Ananas120 commented 5 years ago

Hi, First, i have a little question on my training alignment result, is it normal ? I have this king of graph at step ~3k and the loss decreases and quality of audio is not so bad (a bit metallic) but after only 8k steps i think it's not bad ?

step-8000-align

I tried to find Keras implementation of Tacotron-2 + Wavenet but i only find one (without Wavenet) and i am not sure it's a good implementation, so i would try to do it to better understand this model, can anyone help me ? I don't understand how to implement and what do certain blocks...

Encoder

input : text sequence [batch_size, max_len_char] output : text encoded [batch_size, max_len_char, bidirectional_lstm_units] ? Layers : a block of Conv1D layers with Dropout and, at the end, a Bidirectional-LSTM

Attention

Input : text encoded (from encoder) + ? Output : ?? ?? not understand what

Decoder : Inputs : only attention output or attention output + text_encoded ? Output : linear_spectrogram (first) + mel_spectrogram (second) + ? Layers : a block LSTM + Dense (spectrogram prediction) + block of convolution + LSTM (?) + Dense (mel prediction) ?

Wavenet : i don't know yet i will take a look this day's

Thank you and if you wants the final project i can send you (if i achieve it :') ) !

ps : sorry for my English if i did mistake, don't hesitate to correct me so that i learn ;)

freds0 commented 5 years ago

@Ananas120 in which repository did you find an implementation of Tacotron-2? I just saw this:

https://github.com/Stevel705/Tacotron-2-keras

but I realized that this is the Tacotron-1. I am also studying and trying to understand the Tacotron implementations.

Ananas120 commented 5 years ago

Yes it’s the first link but the implementation seems incorrect... i have 400M parameters with the implementation x) I think the part encoder-decoder is not difficult to understand and the implementation in the Tacotron-2-keras repo is not bad but not sure of the Attention mecanism and the output layers.
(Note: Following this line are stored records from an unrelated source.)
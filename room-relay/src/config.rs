use std::{path::PathBuf, time::Duration};

use anyhow::{Result, ensure};

use crate::wire::WireFormat;

/// Runtime tunables shared by the server and every connection.
#[derive(Debug, Clone)]
pub struct RelayConfig {
    pub wire_format: WireFormat,
    /// Largest inbound websocket message accepted, in bytes.
    pub max_message_size: usize,
    /// Capacity of each member's private outbound queue.
    pub send_queue_capacity: usize,
    /// How often the outbound pump pings the peer.
    pub heartbeat_interval: Duration,
    /// A connection that sends nothing (pongs included) for this long is dead.
    pub idle_timeout: Duration,
    /// Deadline applied to every transport write.
    pub write_timeout: Duration,
    /// How long shutdown waits for open connections to wind down.
    pub shutdown_grace: Duration,
    pub static_dir: PathBuf,
}

impl Default for RelayConfig {
    fn default() -> Self {
        Self {
            wire_format: WireFormat::Json,
            max_message_size: 512,
            send_queue_capacity: 256,
            heartbeat_interval: Duration::from_secs(30),
            idle_timeout: Duration::from_secs(60),
            write_timeout: Duration::from_secs(10),
            shutdown_grace: Duration::from_secs(5),
            static_dir: PathBuf::from("static"),
        }
    }
}

impl RelayConfig {
    pub fn validate(&self) -> Result<()> {
        ensure!(self.send_queue_capacity > 0, "send queue capacity must be at least 1");
        ensure!(self.max_message_size > 0, "max message size must be at least 1 byte");
        ensure!(!self.heartbeat_interval.is_zero(), "heartbeat interval must be non-zero");
        ensure!(!self.write_timeout.is_zero(), "write timeout must be non-zero");
        ensure!(
            self.idle_timeout > self.heartbeat_interval,
            "idle timeout ({:?}) must exceed the heartbeat interval ({:?})",
            self.idle_timeout,
            self.heartbeat_interval
        );
        Ok(())
    }
}
//! Terminal client: one websocket, stdin as chat input, stdout as transcript.

use anyhow::{Context, Result};
use futures_util::{SinkExt, StreamExt};
use tokio::{
    io::{AsyncBufReadExt, AsyncWriteExt, BufReader, Lines, Stdin},
    net::TcpStream,
    select,
};
use tokio_tungstenite::{
    MaybeTlsStream, WebSocketStream, connect_async,
    tungstenite::{self, Message},
};
use tracing::{debug, warn};

use crate::{
    cli::ClientArgs,
    message::{MessageKind, RoomMessage},
    wire::{WireFormat, render_line},
};

type Socket = WebSocketStream<MaybeTlsStream<TcpStream>>;

/// What the session loop should do after handling one event.
#[derive(Debug, PartialEq, Eq)]
enum Flow {
    Continue,
    Stop,
}

pub async fn run(args: ClientArgs) -> Result<()> {
    let url = endpoint_url(&args)?;
    let (socket, _response) = connect_async(url.as_str())
        .await
        .with_context(|| format!("failed to connect to {}", args.server))?;
    debug!(%url, "websocket established");

    print_line(&format!("*** connected as {} in {}", args.username, args.room)).await?;

    let mut session = Session {
        socket,
        wire_format: args.wire_format,
    };
    let result = session.run(BufReader::new(tokio::io::stdin()).lines()).await;
    session.close().await;
    result
}

/// Upgrade URL for the relay, with the join parameters form-encoded.
pub fn endpoint_url(args: &ClientArgs) -> Result<String> {
    let query = serde_urlencoded::to_string([
        ("room", args.room.as_str()),
        ("username", args.username.as_str()),
    ])
    .context("failed to encode join parameters")?;
    Ok(format!("ws://{}/ws?{query}", args.server))
}

struct Session {
    socket: Socket,
    wire_format: WireFormat,
}

impl Session {
    async fn run(&mut self, mut input: Lines<BufReader<Stdin>>) -> Result<()> {
        loop {
            let flow = select! {
                frame = self.socket.next() => self.on_frame(frame).await?,
                line = input.next_line() => match line.context("failed to read stdin")? {
                    Some(line) => self.on_input(&line).await?,
                    None => Flow::Stop,
                },
                signal = tokio::signal::ctrl_c() => {
                    if let Err(error) = signal {
                        warn!(?error, "ctrl-c handler failed");
                    }
                    Flow::Stop
                }
            };
            if flow == Flow::Stop {
                return Ok(());
            }
        }
    }

    async fn on_frame(
        &mut self,
        frame: Option<Result<Message, tungstenite::Error>>,
    ) -> Result<Flow> {
        match frame {
            Some(Ok(Message::Text(text))) => {
                for line in render_frame(&text, self.wire_format) {
                    print_line(&line).await?;
                }
                Ok(Flow::Continue)
            }
            Some(Ok(Message::Close(_))) | None => {
                print_line("*** server closed the connection").await?;
                Ok(Flow::Stop)
            }
            Some(Ok(_)) => Ok(Flow::Continue),
            Some(Err(err)) => Err(err).context("connection to server failed"),
        }
    }

    async fn on_input(&mut self, line: &str) -> Result<Flow> {
        let text = line.trim_end();
        if text.is_empty() {
            return Ok(Flow::Continue);
        }
        if text.eq_ignore_ascii_case("/quit") {
            print_line("*** leaving room").await?;
            return Ok(Flow::Stop);
        }

        let frame = self.wire_format.encode_outbound(text)?;
        self.socket
            .send(Message::Text(frame))
            .await
            .context("failed to send chat message")?;
        Ok(Flow::Continue)
    }

    async fn close(&mut self) {
        if let Err(error) = self.socket.close(None).await {
            debug!(?error, "websocket did not close cleanly");
        }
    }
}

/// Transcript lines for one server frame.
fn render_frame(text: &str, wire_format: WireFormat) -> Vec<String> {
    match wire_format {
        WireFormat::Json => match serde_json::from_str::<RoomMessage>(text) {
            Ok(message) => vec![render_message(&message)],
            Err(_) => vec![format!("!!! unreadable frame: {text}")],
        },
        WireFormat::Text => text.lines().map(str::to_string).collect(),
    }
}

/// Terminal rendering: chat as `<sender> text`, events as `***` lines.
pub fn render_message(message: &RoomMessage) -> String {
    match message.kind {
        MessageKind::Chat => format!("<{}> {}", message.sender, message.content),
        _ => render_line(message),
    }
}

async fn print_line(line: &str) -> std::io::Result<()> {
    let mut stdout = tokio::io::stdout();
    stdout.write_all(format!("{line}\n").as_bytes()).await?;
    stdout.flush().await
}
I wil try to understand what the model takes as inputs and outputs during training (if it produces all mel/linear-spectrogram in 1 time (Dense and Reshape) or if it predicts 1 time-step of spectrogram and pass all precedents outputs as next decoder-inputs...

Good luck and if you find a good attention implementation in Keras, can you share it plizz ?

Ananas120 commented 5 years ago

Sorry for my mistake i am a newbie in github it’s my first post ^^' @freds0 is there many differences between Tacotron 1 and 2 ? Couldn’t we reuse parts of Tacotron 1 to build Tacotron 2 (without Wavenet at firrst) ?

Ananas120 commented 5 years ago

What is ‘self.keys’ in the LocationSensitiveAttention ? It is used as W_key in _location_sensitive_score, is it the encoder output ? I think after the attention mechanism, i finish to code the Tacotron-part of the model.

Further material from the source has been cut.